OKUMA ARAŞTIRMACISI FERHAT ÖZEN:
“1. ÇOCUK VE MEDYA KONGRESİ, TÜRKİYE İÇİN ZİYAN EDİLEMEYECEK KADAR BÜYÜK BİR ŞANSTIR”
1. Türkiye Çocuk ve Medya Kongresi’ni izleyen Okuma Araştırmacısı Ferhat Özen, “Kongrenin kapanış bildirisinde, ‘öncelikle temel okur yazarlık eğitimi süreçlerinin başlatılması gerekliliği’nin, hem de 1. madde olarak vurgulanması, son derece doğru ve yerinde bir karar olmuştur” dedi. “Çünkü bir çağ hastalığı olan ekran bağımlılığıyla baş etmede tek başına medya okur yazarlığı etkili olamazdı” diyen Özen, bu yargısını şöyle açıkladı: “Görsel malzemenin, yazılı metinlerin yerini tutamayacağı bilimsel olarak kanıtlanmıştır. Okuma yazma becerisi basamağından sonra (7yaş üstü), resimle yapılan görsel anlatım, düş gücünü besleyici hiçbir katkı yapmazken, yazılı bir metnin beyinde çözümlenmesi sırasında sayısız beyin hücresi çalışmaya başlar ve okuduklarımızla ilgili beynimizin kendi ekranında görüntüler oluşur. Dış bir ekrandan ya da ortamdan ışık yoluyla göze yansıyan hazır bir görüntü, gözde başlayıp gözde biten bir görme olayıyla sonuçlanırken, yazılı metnin (seslerin resimleri olan harf dediğimiz şifrelerin) çözümlenmesi olan ‘okuma’ süreci ise, gözde başlayarak, sayısız beyin hücresinin çalışması sonucu beynin kendi ekranında görüntü oluşmasıyla sonuçlanır. Örneğin, ‘kuş’ der demez beynimizin ekranında bir soyutlama olarak ‘kuş’u görürüz. Karmaşık gibi görünse de aklın yollarından geçmeyi gerektiren bu süreç(1), düş gücümüzün gelişmesini besleyen bir süreç olduğu için çok değerlidir. “
Özen açıklamasında şu bilgilere yer verdi:
“Medya okur yazarlığı, okul (kitap) medya rekabetinde genellikle medyayı öncelemektedir. Bir kanala karşı başka bir kanalı önermek gibi… “Görsel medyalar da iyidir; ama örneğin, şu şu saatlerde şu kadar süreyle şu şu izlenceleri izlersen” demekte, bir kanalın seçeneği yine başka bir kanal olmaktadır. Kişiyi, kültürel beslenmesi için kitaplara ( ve ama doğru kitaplara) yönlendirmedikçe, medya okur yazarlığı yukarıdaki açıklamalar bağlamında, çok işlevsel olamamaktadır.

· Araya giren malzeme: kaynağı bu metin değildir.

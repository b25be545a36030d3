use std::sync::Arc;
use std::time::{Duration, Instant};

use tokio::sync::broadcast::{self, error::RecvError};
use tracing::{debug, info, warn};

use crate::blackboard::{Blackboard, clear_fault, raise_fault, snapshot, touch_cmd};
use crate::bus::Telemetry;

const STALL_FAULT: &str = "mission stalled";

/// Logs telemetry and watches for stalls until the telemetry topic closes.
///
/// The mission thread owns the last sender, so the topic closes when the mission ends.
pub async fn run(
    bb: Blackboard,
    mut telemetry_rx: broadcast::Receiver<Arc<Telemetry>>,
    stall_timeout: Duration,
    tick: Duration,
) -> anyhow::Result<()> {
    info!("Monitor task started.");
    let mut ticker = tokio::time::interval(tick);
    let mut frames = 0usize;

    loop {
        tokio::select! {
            frame = telemetry_rx.recv() => match frame {
                Ok(frame) => {
                    frames += 1;
                    touch_cmd(&bb);
                    clear_fault(&bb, STALL_FAULT);
                    let status = &frame.status;
                    info!(
                        command = frame.command.as_deref().unwrap_or("-"),
                        x = status.position.0,
                        y = status.position.1,
                        heading = status.heading,
                        battery = status.battery,
                        nearby = status.obstacles_nearby,
                        "Telemetry"
                    );
                }
                Err(RecvError::Lagged(skipped)) => {
                    warn!(skipped, "Monitor lagged behind telemetry");
                }
                Err(RecvError::Closed) => {
                    info!(frames, "Telemetry closed, monitor exiting.");
                    return Ok(());
                }
            },
            _ = ticker.tick() => watchdog(&bb, stall_timeout),
        }
    }
}

/// Raises a stall fault once when no command has been seen within `stall_timeout`.
fn watchdog(bb: &Blackboard, stall_timeout: Duration) {
    let last_cmd_ts = snapshot(bb).last_cmd_ts;
    let age = Instant::now() - last_cmd_ts;
    if age > stall_timeout {
        if raise_fault(bb, STALL_FAULT) {
            warn!(?age, ?stall_timeout, "No command issued within the stall timeout");
        }
    } else {
        debug!(?age, "Watchdog ok");
    }
}

#[cfg(test)]
mod tests {
    use super::*;
    use crate::bus::Topic;
    use obocar_vehicle::{Vehicle, VehicleConfig};

    #[test]
    fn test_watchdog_raises_once() {
        let bb: Blackboard = Arc::default();
        bb.write().last_cmd_ts = Instant::now() - Duration::from_secs(5);
        watchdog(&bb, Duration::from_millis(100));
        watchdog(&bb, Duration::from_millis(100));
        assert_eq!(snapshot(&bb).faults, vec![STALL_FAULT.to_string()]);
    }

    #[test]
    fn test_watchdog_quiet_when_fresh() {
        let bb: Blackboard = Arc::default();
        watchdog(&bb, Duration::from_secs(60));
        assert!(snapshot(&bb).faults.is_empty());
    }

    #[tokio::test]
    async fn test_monitor_exits_when_topic_closes() {
        let bb: Blackboard = Arc::default();
        let topic: Topic<Telemetry> = Topic::new(8);
        let rx = topic.subscribe();

        let vehicle = Vehicle::new(VehicleConfig::quiet()).unwrap();
        topic.publish(Telemetry::capture(&vehicle));
        drop(topic);

        run(bb.clone(), rx, Duration::from_secs(60), Duration::from_millis(10))
            .await
            .unwrap();
        assert!(snapshot(&bb).faults.is_empty());
    }
}
use config::{Config, ConfigError, Environment, File, FileFormat};
use obocar_vehicle::{Maneuver, VehicleConfig};
use serde::Deserialize;
use tracing::{error, info};

const DEFAULT_CONFIG_PATH: &str = "config/default.toml";

/// Everything the runner reads at startup.
#[derive(Debug, Clone, Default, Deserialize)]
#[serde(default)]
pub struct AppConfig {
    pub vehicle: VehicleConfig,
    pub mission: MissionConfig,
    pub runner: RunnerConfig,
}

#[derive(Debug, Clone, Copy, PartialEq, Eq, Default, Deserialize)]
#[serde(rename_all = "lowercase")]
pub enum MissionKind {
    #[default]
    Square,
    Patrol,
    Explore,
}

#[derive(Debug, Clone, Deserialize)]
#[serde(default)]
pub struct MissionConfig {
    pub kind: MissionKind,
    /// Side length of the square mission.
    pub side: f64,
    /// Times the square or patrol route is driven.
    pub laps: usize,
    /// Relative moves of one patrol lap.
    pub route: Vec<Maneuver>,
    /// Extra obstacles added before the mission starts, as `[x, y]` pairs.
    pub obstacles: Vec<[f64; 2]>,
    /// Exploration stops after this many decisions.
    pub max_moves: usize,
    /// Exploration stops when the battery drops to this level.
    pub min_battery: f64,
    /// Free distance ahead needed before exploring forward.
    pub clearance: f64,
    /// Forward step while exploring.
    pub step: f64,
    /// Turn used to steer around obstacles.
    pub turn: f64,
    /// Pause recorded after each patrol or exploration step, in seconds.
    pub pause: f64,
}

impl Default for MissionConfig {
    fn default() -> Self {
        MissionConfig {
            kind: MissionKind::Square,
            side: 3.0,
            laps: 1,
            route: vec![
                Maneuver::Forward(5.0),
                Maneuver::Right(90.0),
                Maneuver::Forward(3.0),
                Maneuver::Right(90.0),
                Maneuver::Forward(5.0),
                Maneuver::Right(90.0),
                Maneuver::Forward(3.0),
                Maneuver::Right(90.0),
            ],
            obstacles: Vec::new(),
            max_moves: 20,
            min_battery: 10.0,
            clearance: 8.0,
            step: 3.0,
            turn: 45.0,
            pause: 0.3,
        }
    }
}

#[derive(Debug, Clone, Deserialize)]
#[serde(default)]
pub struct RunnerConfig {
    /// Drive the in-process scene renderer alongside the vehicle.
    pub bridged: bool,
    /// Open a window instead of logging telemetry.
    pub visualize: bool,
    /// Delay between commands, in milliseconds.
    pub step_ms: u64,
    /// The watchdog warns when no command was issued for this long.
    pub stall_timeout_ms: u64,
    /// Watchdog tick, in milliseconds.
    pub watchdog_ms: u64,
    /// Longest wait for the scene lock before a renderer call fails.
    pub scene_timeout_ms: u64,
    /// Fraction of every move the scene loses to wheel slip.
    pub slip: f64,
    pub topic_capacity: usize,
}

impl Default for RunnerConfig {
    fn default() -> Self {
        RunnerConfig {
            bridged: true,
            visualize: false,
            step_ms: 200,
            stall_timeout_ms: 1_000,
            watchdog_ms: 100,
            scene_timeout_ms: 50,
            slip: 0.0,
            topic_capacity: 64,
        }
    }
}

/// Loads `config/default.toml` (if present) and `OBOCAR__*` environment overrides.
///
/// `OBOCAR__VEHICLE__SENSOR_NOISE=0` overrides `vehicle.sensor_noise`.
pub fn load_config() -> Result<AppConfig, ConfigError> {
    info!(path = DEFAULT_CONFIG_PATH, "Loading configuration");

    let settings = Config::builder()
        .add_source(File::new(DEFAULT_CONFIG_PATH, FileFormat::Toml).required(false))
        .add_source(
            Environment::with_prefix("OBOCAR")
                .prefix_separator("__")
                .separator("__")
                .try_parsing(true),
        )
        .build()
        .and_then(|config| config.try_deserialize::<AppConfig>());

    match settings {
        Ok(config) => {
            info!(?config, "Configuration loaded");
            Ok(config)
        }
        Err(e) => {
            error!(error = %e, "Failed to load configuration");
            Err(e)
        }
    }
}
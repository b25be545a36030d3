//! This module defines the error types used by the `obocar-sensing` crate.

#![warn(missing_docs)]

/// Error type for sensing operations.
///
/// This enum encapsulates all possible errors that can occur while configuring
/// a range sensor or naming one of its directions.
#[derive(Debug, Clone, PartialEq)]
pub enum SensingError {
    /// Error for an unrecognized sensor direction.
    /// This variant carries the rejected input; valid names are `front`, `right`, `back` and `left`.
    UnknownDirection(String),
    /// Error for an invalid sensor parameter.
    /// This variant is returned when a range, cone width, noise or floor is out of range.
    InvalidParameter(&'static str),
}

impl core::fmt::Display for SensingError {
    fn fmt(&self, f: &mut core::fmt::Formatter<'_>) -> core::fmt::Result {
        match self {
            SensingError::UnknownDirection(input) => write!(
                f,
                "Invalid sensor direction: {:?}. Use: front, right, back, left",
                input
            ),
            SensingError::InvalidParameter(msg) => write!(f, "Invalid sensor parameter: {}", msg),
        }
    }
}

impl core::error::Error for SensingError {}
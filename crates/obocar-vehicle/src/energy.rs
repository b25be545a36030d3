//! Battery drain and collision accounting.

use obocar_sensing::WorldPoint;
use tracing::warn;

use crate::config::VehicleConfig;
use crate::error::VehicleError;
use crate::state::VehicleState;

/// Applies battery costs for driving, turning and collisions.
#[derive(Debug, Clone, Copy, PartialEq)]
pub struct Accounting {
    drive_drain_per_unit: f64,
    turn_drain: f64,
    collision_radius: f64,
    collision_penalty: f64,
}

impl Accounting {
    /// Builds the accounting rules from a vehicle config.
    ///
    /// # Errors
    /// Returns `VehicleError::InvalidConfig` if any cost or the collision radius is
    /// negative or not finite.
    pub fn from_config(config: &VehicleConfig) -> Result<Self, VehicleError> {
        let non_negative = |v: f64| v.is_finite() && v >= 0.0;
        if !non_negative(config.drive_drain_per_unit) {
            return Err(VehicleError::InvalidConfig("drive drain must be non-negative"));
        }
        if !non_negative(config.turn_drain) {
            return Err(VehicleError::InvalidConfig("turn drain must be non-negative"));
        }
        if !non_negative(config.collision_radius) {
            return Err(VehicleError::InvalidConfig("collision radius must be non-negative"));
        }
        if !non_negative(config.collision_penalty) {
            return Err(VehicleError::InvalidConfig("collision penalty must be non-negative"));
        }
        Ok(Accounting {
            drive_drain_per_unit: config.drive_drain_per_unit,
            turn_drain: config.turn_drain,
            collision_radius: config.collision_radius,
            collision_penalty: config.collision_penalty,
        })
    }

    /// Records a drive of `distance` units (either sign): odometer and battery.
    pub fn charge_drive(&self, state: &mut VehicleState, distance: f64) {
        state.total_distance += distance.abs();
        state.battery = drain(state.battery, distance.abs() * self.drive_drain_per_unit);
    }

    /// Records a turn command.
    pub fn charge_turn(&self, state: &mut VehicleState) {
        state.battery = drain(state.battery, self.turn_drain);
    }

    /// Applies the collision penalty if any obstacle is within the collision radius.
    ///
    /// Obstacles are scanned in insertion order and the scan stops at the first hit,
    /// so the penalty is applied at most once per call.
    ///
    /// # Returns
    /// * `Option<WorldPoint>` - The obstacle that was hit, if any
    pub fn check_collisions(&self, state: &mut VehicleState) -> Option<WorldPoint> {
        let hit = state
            .obstacles
            .first_within(WorldPoint::from(state.pose), self.collision_radius)?;
        state.battery = drain(state.battery, self.collision_penalty);
        warn!(
            obstacle_x = hit.x,
            obstacle_y = hit.y,
            battery = state.battery,
            "Collision with obstacle"
        );
        Some(hit)
    }
}

/// Subtracts `amount` from `battery`, never going below zero.
pub fn drain(battery: f64, amount: f64) -> f64 {
    (battery - amount).max(0.0)
}
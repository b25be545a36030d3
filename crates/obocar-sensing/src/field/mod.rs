//! Obstacle fields and the point types they are made of.

/// Obstacle collections and the policies that generate them.
pub mod obstacles;
mod point_types;

pub use obstacles::{ObstacleField, ObstaclePolicy};
pub use point_types::WorldPoint;
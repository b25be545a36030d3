use obocar_kinematics::Pose;

/// Represents a point in world coordinates (plane units).
#[derive(Debug, Default, Clone, Copy, PartialEq, PartialOrd)]
#[cfg_attr(feature = "serde", derive(serde::Serialize, serde::Deserialize))]
pub struct WorldPoint {
    /// The lateral coordinate.
    pub x: f64,
    /// The forward coordinate.
    pub y: f64,
}

impl WorldPoint {
    /// Creates a new `WorldPoint`.
    #[must_use]
    pub const fn new(x: f64, y: f64) -> Self {
        Self { x, y }
    }

    /// Euclidean distance to another point.
    #[must_use]
    pub fn distance_to(&self, other: WorldPoint) -> f64 {
        (other.x - self.x).hypot(other.y - self.y)
    }

    /// Returns `true` if both coordinates are finite.
    #[must_use]
    pub fn is_finite(&self) -> bool {
        self.x.is_finite() && self.y.is_finite()
    }
}

impl From<Pose> for WorldPoint {
    fn from(pose: Pose) -> Self {
        Self::new(pose.x, pose.y)
    }
}

impl From<(f64, f64)> for WorldPoint {
    fn from((x, y): (f64, f64)) -> Self {
        Self::new(x, y)
    }
}

impl From<WorldPoint> for (f64, f64) {
    fn from(p: WorldPoint) -> Self {
        (p.x, p.y)
    }
}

Medya okur yazarlığının temel okur yazarlık eğitimi süreçleriyle birlikte götürülecek olması, bu nedenle çok olumludur. Kongrenin ilk günü konuşmacılardan birinin AB kararları bağlamında aktardığı ve bir karikatür üzerinden dile getirdiği kaygı ( Ya bu kararları bizden uygulamamızı da isterlerse) boş bir kaygı değil. Bu kararların uygulanmasını, Okuyan Toplum Projesi olarak, yalnızca beklemeyeceğimizi, nerede ne zaman istenirse destek vereceğimizi belirteyim. Ülkemizin aydınlık geleceği için çok önemsediğimiz bu kararların yaşama geçmesi için, kongre yürütmesinin hizmetinde olacağız. 200 okulda, çok büyük ilgi gören ve şaşırtıcı geri dönütler aldığımız, öğrencileri ‘Okumaya Güdüleme Programı’ ve ‘Okumayı Sevdirmeye Giriş Atölyeleri’, ‘Ekran Bağımlılığıyla Baş Etme, Kitapla Barışma Söyleşileri’ yanında, ‘Okuyan Park’ , ‘Alışveriş Listelerinde Kitaplara da Yer Var’, ‘Okuyan Anne Babanın Okuyan Çocuğu Olur, Okullarda Okuma Alışkanlığı Nasıl Kazandırılır (Okuma Aşısı) seminerleriyle bir çerçeve proje olan Okuyan Toplum Projesi, on yıllık birikimiyle, problemin değil çözümün parçası ve taşın altındaki eldir.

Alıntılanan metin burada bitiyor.